When presenting research on the generations, I’m often asked why so much attention is given to Gen Y and so little to Gen X. LIMRA and other organizations certainly study Gen X (ages 33-50) but it’s fair to say they receive less attention than Gen Y (ages 25-32) and Baby Boomers (Ages 51-65).
Some argue Gen X gets less attention because it’s the smallest of the three generations. But when you consider where Gen X is in their lives, their needs represent a huge opportunity for the financial services industry right now.

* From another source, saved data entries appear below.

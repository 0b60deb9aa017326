use std::path::PathBuf;

use clap::{ArgAction, Args, Parser, Subcommand};

use attrition_lens::config::{
    DashboardConfig, SnapshotOptions, DATASET_ENV_VAR, DEFAULT_DATASET_PATH,
    DEFAULT_INCOME_BUCKETS,
};
use attrition_lens::dashboard::Variant;
use attrition_lens::data::columns::{AGE, DEPARTMENT, JOB_ROLE, MONTHLY_INCOME, OVERTIME};
use attrition_lens::report::OutputFormat;
use attrition_lens::state::DashboardState;
use attrition_lens::SchemaError;

#[derive(Debug, Parser)]
#[command(
    name = "attrition-lens",
    version,
    about = "Descriptive statistics for an employee attrition dataset"
)]
pub struct Cli {
    /// Dataset to load (.csv, .tsv, .json or .parquet)
    #[arg(long, global = true, env = DATASET_ENV_VAR, default_value = DEFAULT_DATASET_PATH)]
    pub data: PathBuf,

    /// Output format
    #[arg(long, global = true, value_enum, default_value_t = OutputFormat::Text)]
    pub format: OutputFormat,

    /// Include the visible rows in the output
    #[arg(long, global = true)]
    pub show_raw: bool,

    /// Buckets in the monthly income histogram (1 to 10000)
    #[arg(long, global = true, default_value_t = DEFAULT_INCOME_BUCKETS)]
    pub bins: usize,

    /// More log output (-v info, -vv debug)
    #[arg(short, long, global = true, action = ArgAction::Count)]
    pub verbose: u8,

    /// No log output
    #[arg(short, long, global = true, conflicts_with = "verbose")]
    pub quiet: bool,

    #[command(subcommand)]
    pub command: Command,
}

#[derive(Debug, Subcommand)]
pub enum Command {
    /// Statistics over the whole dataset
    Overview,
    /// Statistics over the rows matching the given filters
    Explore(ExploreArgs),
}

#[derive(Debug, Default, Args)]
pub struct ExploreArgs {
    /// Keep only these departments (repeatable)
    #[arg(long = "department", value_name = "NAME")]
    pub departments: Vec<String>,

    /// Drop a department from the selection (repeatable)
    #[arg(long = "exclude-department", value_name = "NAME")]
    pub exclude_departments: Vec<String>,

    /// Keep only these job roles (repeatable)
    #[arg(long = "job-role", value_name = "ROLE")]
    pub job_roles: Vec<String>,

    /// Drop a job role from the selection (repeatable)
    #[arg(long = "exclude-job-role", value_name = "ROLE")]
    pub exclude_job_roles: Vec<String>,

    /// Keep only these overtime values (repeatable)
    #[arg(long = "overtime", value_name = "YES|NO")]
    pub overtime: Vec<String>,

    /// Drop an overtime value from the selection (repeatable)
    #[arg(long = "exclude-overtime", value_name = "YES|NO")]
    pub exclude_overtime: Vec<String>,

    #[arg(long)]
    pub age_min: Option<f64>,

    #[arg(long)]
    pub age_max: Option<f64>,

    #[arg(long)]
    pub income_min: Option<f64>,

    #[arg(long)]
    pub income_max: Option<f64>,
}

impl Cli {
    pub fn variant(&self) -> Variant {
        match self.command {
            Command::Overview => Variant::Overview,
            Command::Explore(_) => Variant::Explorer,
        }
    }

    pub fn config(&self) -> DashboardConfig {
        DashboardConfig {
            dataset_path: self.data.clone(),
            snapshot: SnapshotOptions {
                income_buckets: self.bins,
                show_raw: self.show_raw,
            },
        }
    }
}

impl ExploreArgs {
    /// Turn the flags into filter edits on `state`.
    pub fn apply_to(&self, state: &mut DashboardState) -> Result<(), SchemaError> {
        let selections = [
            (DEPARTMENT, &self.departments, &self.exclude_departments),
            (JOB_ROLE, &self.job_roles, &self.exclude_job_roles),
            (OVERTIME, &self.overtime, &self.exclude_overtime),
        ];
        for (column, only, excluded) in selections {
            if !only.is_empty() {
                state.select_only(column, only)?;
            }
            for value in excluded {
                state.deselect(column, value)?;
            }
        }

        if self.age_min.is_some() || self.age_max.is_some() {
            state.set_range(AGE, self.age_min, self.age_max)?;
        }
        if self.income_min.is_some() || self.income_max.is_some() {
            state.set_range(MONTHLY_INCOME, self.income_min, self.income_max)?;
        }
        Ok(())
    }
}

#[cfg(test)]
mod tests {
    use super::*;

    #[test]
    fn explore_flags_parse() {
        let cli = Cli::try_parse_from([
            "attrition-lens",
            "--format",
            "json",
            "explore",
            "--department",
            "Sales",
            "--department",
            "Human Resources",
            "--exclude-overtime",
            "Yes",
            "--age-min",
            "30",
        ])
        .unwrap();
        assert_eq!(cli.format, OutputFormat::Json);
        assert_eq!(cli.variant(), Variant::Explorer);
        let Command::Explore(args) = &cli.command else {
            panic!("expected explore");
        };
        assert_eq!(args.departments, vec!["Sales", "Human Resources"]);
        assert_eq!(args.exclude_overtime, vec!["Yes"]);
        assert_eq!(args.age_min, Some(30.0));
        assert_eq!(args.age_max, None);
    }

    #[test]
    fn global_flags_work_after_the_subcommand() {
        let cli = Cli::try_parse_from(["attrition-lens", "overview", "--bins", "10", "--show-raw"])
            .unwrap();
        let config = cli.config();
        assert_eq!(config.snapshot.income_buckets, 10);
        assert!(config.snapshot.show_raw);
    }

    #[test]
    fn quiet_conflicts_with_verbose() {
        assert!(Cli::try_parse_from(["attrition-lens", "-q", "-v", "overview"]).is_err());
    }
}
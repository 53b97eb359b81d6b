// scene.rs
//
// Copyright (c) 2024 Minnesota Department of Transportation
//
//! Scene to be rendered as a static map image.
//!
use crate::geo::LatLon;
use crate::marker::MarkerSeries;
use crate::path::PathSpec;

/// Zoom level used when none is given
pub const DEFAULT_ZOOM: i32 = 0;

/// Zoom code selecting the environment style (no map center)
const ZOOM_STYLE_ENVIRONMENT: i32 = 30;

/// Zoom code selecting the flood style (no map center)
const ZOOM_STYLE_FLOOD: i32 = 31;

/// Default style: hide points of interest
const STYLE_DEFAULT: &str = "&style=feature:poi%7Cvisibility:off";

/// Natural features and attractions, with transit icons hidden
const STYLE_ENVIRONMENT: &str = "&style=feature:poi%7Cvisibility:off\
    &style=feature:poi.attraction%7Cvisibility:on\
    &style=feature:poi.park%7Cvisibility:on\
    &style=feature:transit%7Celement:labels.icon%7Cvisibility:off";

/// Natural features, with transit icons hidden
const STYLE_FLOOD: &str = "&style=feature:poi%7Cvisibility:off\
    &style=feature:poi.park%7Cvisibility:on\
    &style=feature:transit%7Celement:labels.icon%7Cvisibility:off";

/// Image size (pixels)
#[derive(Clone, Copy, Debug, PartialEq, Eq)]
pub struct Size {
    /// Width (pixels)
    pub width: u32,
    /// Height (pixels)
    pub height: u32,
}

/// A scene contains the center, markers and paths of a map image.
///
/// # Example
/// ```
/// use staticmap::{LatLon, PathSpec, Scene, Size};
/// let mut scene = Scene::new(Size::new(640, 480));
/// scene.center = Some(LatLon::new(45.0, -93.0));
/// scene.zoom = 12;
/// scene.paths.push(PathSpec::new(vec![
///     LatLon::new(45.0, -93.0),
///     LatLon::new(45.1, -93.1),
/// ]));
/// ```
#[derive(Clone, Debug, PartialEq)]
pub struct Scene {
    /// Map center; `None` lets the map fit its features
    pub center: Option<LatLon>,
    /// Zoom level
    pub zoom: i32,
    /// Image size
    pub size: Size,
    /// Map type (roadmap, satellite, terrain, hybrid)
    pub map_type: Option<String>,
    /// Image format (png, jpg, gif)
    pub format: Option<String>,
    /// Scale factor
    pub scale: Option<String>,
    /// Extra request parameters, `&` separated
    pub req_params: Option<String>,
    /// Point markers
    pub markers: MarkerSeries,
    /// Paths and polygons
    pub paths: Vec<PathSpec>,
}

impl Size {
    /// Create a new image size
    pub fn new(width: u32, height: u32) -> Self {
        Size { width, height }
    }
}

impl Scene {
    /// Create an empty scene with no center
    pub fn new(size: Size) -> Self {
        Scene {
            center: None,
            zoom: DEFAULT_ZOOM,
            size,
            map_type: None,
            format: None,
            scale: None,
            req_params: None,
            markers: vec![],
            paths: vec![],
        }
    }

    /// Get the map center, if it is clear of the "no center" sentinel
    pub fn center(&self) -> Option<LatLon> {
        self.center.filter(LatLon::is_set)
    }

    /// Get the style parameters.
    ///
    /// Without a center, zoom codes above the usable range select a
    /// named style preset.
    pub fn style(&self) -> &'static str {
        if self.center().is_some() {
            return STYLE_DEFAULT;
        }
        match self.zoom {
            ZOOM_STYLE_ENVIRONMENT => STYLE_ENVIRONMENT,
            ZOOM_STYLE_FLOOD => STYLE_FLOOD,
            _ => STYLE_DEFAULT,
        }
    }
}

#[cfg(test)]
mod test {
    use super::*;

    #[test]
    fn zoom_styles() {
        let mut s = Scene::new(Size::new(100, 100));
        s.zoom = 30;
        assert_eq!(s.style(), STYLE_ENVIRONMENT);
        s.zoom = 31;
        assert_eq!(s.style(), STYLE_FLOOD);
        for z in &[0, 10, 29, 32, 99] {
            s.zoom = *z;
            assert_eq!(s.style(), STYLE_DEFAULT);
        }
    }

    #[test]
    fn zoom_styles_with_center() {
        let mut s = Scene::new(Size::new(100, 100));
        s.center = Some(LatLon::new(45.0, -93.0));
        s.zoom = 30;
        assert_eq!(s.style(), STYLE_DEFAULT);
    }

    #[test]
    fn sentinel_center() {
        let mut s = Scene::new(Size::new(100, 100));
        s.center = Some(LatLon::new(0.0, 0.0));
        assert_eq!(s.center(), None);
        s.zoom = 31;
        assert_eq!(s.style(), STYLE_FLOOD);
        s.center = Some(LatLon::new(0.00001, 45.0));
        assert_eq!(s.center(), None);
        s.center = Some(LatLon::new(51.5, -0.1));
        assert!(s.center().is_some());
    }

    #[test]
    fn preset_text() {
        assert_eq!(
            STYLE_FLOOD,
            "&style=feature:poi%7Cvisibility:off&style=feature:poi.park%7Cvisibility:on&style=feature:transit%7Celement:labels.icon%7Cvisibility:off"
        );
    }
}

Gen Y is larger in total, but there are far more Gen Xers (67 million) in the family formation ages than there are Gen Yers (35 million). Right now Gen Xers are moving through the various life stages that all generations do. Among U.S. households with children under age 18, almost 60 percent are headed by a member of Gen X, while about 20 percent are headed by a member of Gen Y. This makes Gen X a much larger potential market than Gen Y for life insurance, accumulation products and financial planning.
LIMRA data indicate that while Gen Xers are more likely than Gen Yers to own life insurance, insured Gen Xers are the most likely to indicate that they do not have enough life insurance coverage. Further, among those that do not have any life insurance coverage, Gen Xers are the most likely to say they need to be protected. Gen X presents the greatest demand for life insurance for “traditional” reasons, such as marriage, buying a home and having children.